What is being asked: Looking at the listing below, give the number of lines in which the string "HashMap" appears, and add nothing else.

Given entries:
********************

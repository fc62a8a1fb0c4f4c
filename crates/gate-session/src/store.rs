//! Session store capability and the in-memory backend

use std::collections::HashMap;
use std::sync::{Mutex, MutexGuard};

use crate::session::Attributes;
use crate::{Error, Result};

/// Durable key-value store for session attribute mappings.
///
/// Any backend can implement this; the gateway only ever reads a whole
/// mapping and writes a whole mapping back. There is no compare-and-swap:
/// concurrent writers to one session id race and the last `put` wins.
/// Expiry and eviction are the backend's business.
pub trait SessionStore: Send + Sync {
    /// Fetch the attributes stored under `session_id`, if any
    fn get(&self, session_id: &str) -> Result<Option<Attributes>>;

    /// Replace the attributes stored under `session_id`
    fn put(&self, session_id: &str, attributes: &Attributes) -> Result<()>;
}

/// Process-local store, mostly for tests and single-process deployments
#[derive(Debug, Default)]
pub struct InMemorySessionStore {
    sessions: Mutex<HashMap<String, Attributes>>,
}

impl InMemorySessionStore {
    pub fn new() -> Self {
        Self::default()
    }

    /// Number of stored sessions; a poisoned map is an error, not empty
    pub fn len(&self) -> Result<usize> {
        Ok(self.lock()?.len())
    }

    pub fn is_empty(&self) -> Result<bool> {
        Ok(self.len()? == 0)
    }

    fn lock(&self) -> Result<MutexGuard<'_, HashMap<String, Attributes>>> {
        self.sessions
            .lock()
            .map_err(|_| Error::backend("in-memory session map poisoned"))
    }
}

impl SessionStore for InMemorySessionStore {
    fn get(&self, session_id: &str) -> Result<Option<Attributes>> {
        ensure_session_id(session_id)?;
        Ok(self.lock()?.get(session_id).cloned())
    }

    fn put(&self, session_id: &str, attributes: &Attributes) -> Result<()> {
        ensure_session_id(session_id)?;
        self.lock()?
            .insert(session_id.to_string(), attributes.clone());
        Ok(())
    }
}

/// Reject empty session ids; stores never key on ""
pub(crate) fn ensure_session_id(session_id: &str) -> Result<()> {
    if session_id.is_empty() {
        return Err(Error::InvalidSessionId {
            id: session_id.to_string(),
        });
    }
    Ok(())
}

********************

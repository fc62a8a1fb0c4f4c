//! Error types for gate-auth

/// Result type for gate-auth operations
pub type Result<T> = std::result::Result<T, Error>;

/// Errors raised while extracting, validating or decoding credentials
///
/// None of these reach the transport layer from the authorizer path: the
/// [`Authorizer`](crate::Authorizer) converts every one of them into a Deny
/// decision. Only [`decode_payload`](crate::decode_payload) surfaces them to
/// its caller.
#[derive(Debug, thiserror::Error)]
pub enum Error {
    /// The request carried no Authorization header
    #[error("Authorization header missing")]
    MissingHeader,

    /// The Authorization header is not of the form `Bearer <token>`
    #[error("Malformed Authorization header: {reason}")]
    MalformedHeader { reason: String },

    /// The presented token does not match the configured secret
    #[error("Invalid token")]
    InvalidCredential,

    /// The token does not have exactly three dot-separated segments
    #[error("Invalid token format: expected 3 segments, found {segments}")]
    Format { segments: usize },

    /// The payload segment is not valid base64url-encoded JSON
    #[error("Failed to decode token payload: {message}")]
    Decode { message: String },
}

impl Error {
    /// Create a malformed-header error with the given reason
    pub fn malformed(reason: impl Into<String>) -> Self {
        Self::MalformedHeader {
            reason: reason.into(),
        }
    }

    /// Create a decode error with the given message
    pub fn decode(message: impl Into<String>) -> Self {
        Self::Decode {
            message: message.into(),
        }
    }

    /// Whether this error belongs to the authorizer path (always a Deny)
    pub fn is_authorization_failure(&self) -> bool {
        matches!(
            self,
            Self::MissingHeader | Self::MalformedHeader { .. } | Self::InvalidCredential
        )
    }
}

********************

Answer to this exercise: 3